[Provided data]
——————————

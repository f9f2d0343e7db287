use std::collections::HashMap;

use itertools::Itertools;
use serde::Serialize;

use crate::lexicons::fold;

/// TF-IDF over a closed vocabulary. The vocabulary is either pre-declared
/// (fixed feature columns, stable across corpora) or learned from the
/// corpus capped at a maximum size with stopwords removed. Unseen terms
/// always weigh zero.
#[derive(Debug, Clone, Serialize)]
pub struct TfidfVectorizer {
    vocabulary: Vec<String>,
    index: HashMap<String, usize>,
    idf: Vec<f64>,
}

/// Terms of a document: folded, split on non-alphanumeric runs, single
/// characters dropped.
pub fn terms(doc: &str) -> Vec<String> {
    fold(doc)
        .split(|c: char| !c.is_alphanumeric())
        .filter(|t| t.len() >= 2)
        .map(|t| t.to_string())
        .collect()
}

impl TfidfVectorizer {
    /// Fit document frequencies for a pre-declared vocabulary. Column
    /// order is the declared order, independent of the corpus.
    pub fn fit_fixed(vocabulary: &[&str], docs: &[String]) -> Self {
        let vocab: Vec<String> = vocabulary.iter().map(|t| t.to_string()).collect();
        Self::fit_with_vocab(vocab, docs)
    }

    /// Learn a vocabulary from the corpus: stopwords removed, top
    /// `max_features` terms by total frequency (term order breaks ties),
    /// columns sorted alphabetically.
    pub fn fit_learned(docs: &[String], max_features: usize, stop_words: &[&str]) -> Self {
        let mut freq: HashMap<String, usize> = HashMap::new();
        for doc in docs {
            for t in terms(doc) {
                if !stop_words.contains(&t.as_str()) {
                    *freq.entry(t).or_insert(0) += 1;
                }
            }
        }

        let vocab: Vec<String> = freq
            .into_iter()
            .sorted_by(|a, b| b.1.cmp(&a.1).then_with(|| a.0.cmp(&b.0)))
            .take(max_features)
            .map(|(t, _)| t)
            .sorted()
            .collect();

        Self::fit_with_vocab(vocab, docs)
    }

    fn fit_with_vocab(vocabulary: Vec<String>, docs: &[String]) -> Self {
        let index: HashMap<String, usize> = vocabulary
            .iter()
            .enumerate()
            .map(|(i, t)| (t.clone(), i))
            .collect();

        // Smoothed document frequencies: idf = ln((1+n)/(1+df)) + 1.
        let mut df = vec![0usize; vocabulary.len()];
        for doc in docs {
            for &i in terms(doc).iter().unique().filter_map(|t| index.get(t.as_str())) {
                df[i] += 1;
            }
        }
        let n = docs.len() as f64;
        let idf = df
            .iter()
            .map(|&d| ((1.0 + n) / (1.0 + d as f64)).ln() + 1.0)
            .collect();

        Self { vocabulary, index, idf }
    }

    /// Weight vector for one document: term counts × idf, L2-normalized.
    /// All-zero rows (no vocabulary term present) stay all-zero.
    pub fn transform(&self, doc: &str) -> Vec<f64> {
        let mut row = vec![0.0f64; self.vocabulary.len()];
        for t in terms(doc) {
            if let Some(&i) = self.index.get(t.as_str()) {
                row[i] += 1.0;
            }
        }
        for (i, w) in row.iter_mut().enumerate() {
            *w *= self.idf[i];
        }
        let norm = row.iter().map(|w| w * w).sum::<f64>().sqrt();
        if norm > 0.0 {
            for w in row.iter_mut() {
                *w /= norm;
            }
        }
        row
    }

    pub fn transform_all(&self, docs: &[String]) -> Vec<Vec<f64>> {
        docs.iter().map(|d| self.transform(d)).collect()
    }

    pub fn vocabulary(&self) -> &[String] {
        &self.vocabulary
    }
}

#[cfg(test)]
mod tests {
    use super::*;
    use crate::lexicons::{STOP_WORDS, TFIDF_TERMS};

    fn docs(texts: &[&str]) -> Vec<String> {
        texts.iter().map(|t| t.to_string()).collect()
    }

    #[test]
    fn fixed_vocabulary_keeps_declared_column_order() {
        let small = docs(&["i feel stuck at work"]);
        let large = docs(&["i feel stuck", "work is fine", "family family family"]);
        let a = TfidfVectorizer::fit_fixed(TFIDF_TERMS, &small);
        let b = TfidfVectorizer::fit_fixed(TFIDF_TERMS, &large);
        assert_eq!(a.vocabulary(), b.vocabulary());
        assert_eq!(a.vocabulary().len(), TFIDF_TERMS.len());
        assert_eq!(a.vocabulary()[0], "always");
    }

    #[test]
    fn unseen_terms_weigh_zero() {
        let v = TfidfVectorizer::fit_fixed(TFIDF_TERMS, &docs(&["nothing matters"]));
        let row = v.transform("zebra umbrella");
        assert!(row.iter().all(|&w| w == 0.0));
    }

    #[test]
    fn empty_document_is_all_zero() {
        let v = TfidfVectorizer::fit_fixed(TFIDF_TERMS, &docs(&["i feel fine"]));
        assert!(v.transform("").iter().all(|&w| w == 0.0));
    }

    #[test]
    fn matched_terms_get_positive_weight() {
        let v = TfidfVectorizer::fit_fixed(TFIDF_TERMS, &docs(&["i feel stuck", "work again"]));
        let row = v.transform("i feel nothing about work");
        let feel = TFIDF_TERMS.iter().position(|&t| t == "feel").unwrap();
        let work = TFIDF_TERMS.iter().position(|&t| t == "work").unwrap();
        assert!(row[feel] > 0.0);
        assert!(row[work] > 0.0);
        // L2 norm of a non-zero row is 1
        let norm: f64 = row.iter().map(|w| w * w).sum::<f64>().sqrt();
        assert!((norm - 1.0).abs() < 1e-9);
    }

    #[test]
    fn learned_vocabulary_filters_stopwords_and_caps_size() {
        let corpus = docs(&[
            "the meeting about the project deadline",
            "project deadline stress and the meeting",
            "deadline deadline deadline",
        ]);
        let v = TfidfVectorizer::fit_learned(&corpus, 3, STOP_WORDS);
        assert_eq!(v.vocabulary().len(), 3);
        assert!(v.vocabulary().contains(&"deadline".to_string()));
        assert!(!v.vocabulary().contains(&"the".to_string()));
        assert!(!v.vocabulary().contains(&"and".to_string()));
    }

    #[test]
    fn term_splitting_drops_punctuation_and_single_chars() {
        assert_eq!(terms("I can't, really—can't!"), vec!["can", "really", "can"]);
        assert_eq!(terms("a b"), Vec::<String>::new());
    }
}
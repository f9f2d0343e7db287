use tracing::debug;

use crate::inference::{DistortionKind, NONE_DETECTED};
use crate::lexicons::fold;
use crate::models::{FeedbackRecord, PeriodSummary};
use crate::prompts::{cbt_prompt, EMOTION_FEEDBACK, FALLBACK_REFLECTION};

/// One feedback string per period row: exactly one emotion-insight
/// sentence, then up to two distortion-specific prompts, space-joined.
pub fn feedback_for_period(summary: &PeriodSummary) -> FeedbackRecord {
    let mut parts: Vec<String> = Vec::new();

    // (a) first emotion key that is a substring of the top emotion wins;
    // no match (or no emotion at all) falls back to the generic prompt
    let top = fold(summary.top_emotion.as_deref().unwrap_or(""));
    let emotion_line = EMOTION_FEEDBACK
        .iter()
        .find(|(key, _)| top.contains(key))
        .map(|(_, advice)| format!("Emotion Insight: {}", advice))
        .unwrap_or_else(|| FALLBACK_REFLECTION.to_string());
    parts.push(emotion_line);

    // (b) distortion prompts in the summary's own order; the sentinel and
    // any label outside the closed kind set are skipped silently
    let mut emitted = 0usize;
    for (label, freq) in &summary.common_distortions {
        if label == NONE_DETECTED {
            continue;
        }
        if let Some(kind) = DistortionKind::from_label(label) {
            parts.push(format!("For '{}' ({}): {}", label, freq, cbt_prompt(kind)));
            emitted += 1;
        }
        if emitted == 2 {
            break;
        }
    }

    FeedbackRecord {
        period: summary.period.clone(),
        cbt_feedback: parts.join(" "),
    }
}

pub fn attach_feedback(summaries: &[PeriodSummary]) -> Vec<FeedbackRecord> {
    let records: Vec<FeedbackRecord> = summaries.iter().map(feedback_for_period).collect();
    debug!("Feedback attached - periods={}", records.len());
    records
}

#[cfg(test)]
mod tests {
    use super::*;
    use chrono::NaiveDate;

    fn summary(
        top_emotion: Option<&str>,
        common: &[(&str, usize)],
    ) -> PeriodSummary {
        PeriodSummary {
            period: "2024-01".to_string(),
            bucket_start: NaiveDate::from_ymd_opt(2024, 1, 1).unwrap(),
            entry_count: 1,
            top_emotion: top_emotion.map(|e| e.to_string()),
            avg_distortion_count: Some(0.0),
            common_distortions: common
                .iter()
                .map(|(l, n)| (l.to_string(), *n))
                .collect(),
        }
    }

    #[test]
    fn feedback_is_never_empty() {
        let fb = feedback_for_period(&summary(None, &[]));
        assert!(!fb.cbt_feedback.is_empty());
        assert_eq!(fb.cbt_feedback, FALLBACK_REFLECTION);
    }

    #[test]
    fn emotion_key_matches_as_substring() {
        let fb = feedback_for_period(&summary(Some("anxiety-driven"), &[]));
        assert!(fb.cbt_feedback.starts_with("Emotion Insight: This period reflects high worry"));
        assert!(fb.cbt_feedback.contains("anxiety") || fb.cbt_feedback.contains("worry"));
    }

    #[test]
    fn emotion_match_is_case_insensitive() {
        let fb = feedback_for_period(&summary(Some("Overwhelming JOY"), &[]));
        assert!(fb.cbt_feedback.contains("motivating emotional period"));
    }

    #[test]
    fn unknown_emotion_falls_back() {
        let fb = feedback_for_period(&summary(Some("ennui"), &[]));
        assert!(fb.cbt_feedback.starts_with(FALLBACK_REFLECTION));
    }

    #[test]
    fn sentinel_never_produces_a_prompt() {
        let fb = feedback_for_period(&summary(
            Some("calm"),
            &[("none detected", 20), ("should statements", 5)],
        ));
        assert!(!fb.cbt_feedback.contains("none detected"));
        assert!(fb.cbt_feedback.contains("For 'should statements' (5):"));
    }

    #[test]
    fn at_most_two_distortion_prompts() {
        let fb = feedback_for_period(&summary(
            Some("fear"),
            &[
                ("catastrophizing", 4),
                ("mind reading", 3),
                ("personalization", 2),
            ],
        ));
        let prompt_count = fb.cbt_feedback.matches("For '").count();
        assert_eq!(prompt_count, 2);
        assert!(!fb.cbt_feedback.contains("personalization"));
    }

    #[test]
    fn unmapped_label_is_skipped_silently() {
        let fb = feedback_for_period(&summary(
            Some("calm"),
            &[("rumination", 9), ("mind reading", 1)],
        ));
        assert!(!fb.cbt_feedback.contains("rumination"));
        assert!(fb.cbt_feedback.contains("For 'mind reading' (1):"));
    }

    #[test]
    fn structure_is_one_emotion_sentence_plus_prompts() {
        let fb = feedback_for_period(&summary(Some("sadness"), &[("catastrophizing", 2)]));
        assert!(fb.cbt_feedback.starts_with("Emotion Insight: "));
        assert_eq!(fb.cbt_feedback.matches("Emotion Insight:").count(), 1);
        assert_eq!(fb.cbt_feedback.matches("For '").count(), 1);
    }
}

——————————

[Activity]
Among the lines of the data, some contain the word "corpus". How many are there? Reply with the number alone.

[Answer to the exercise]
5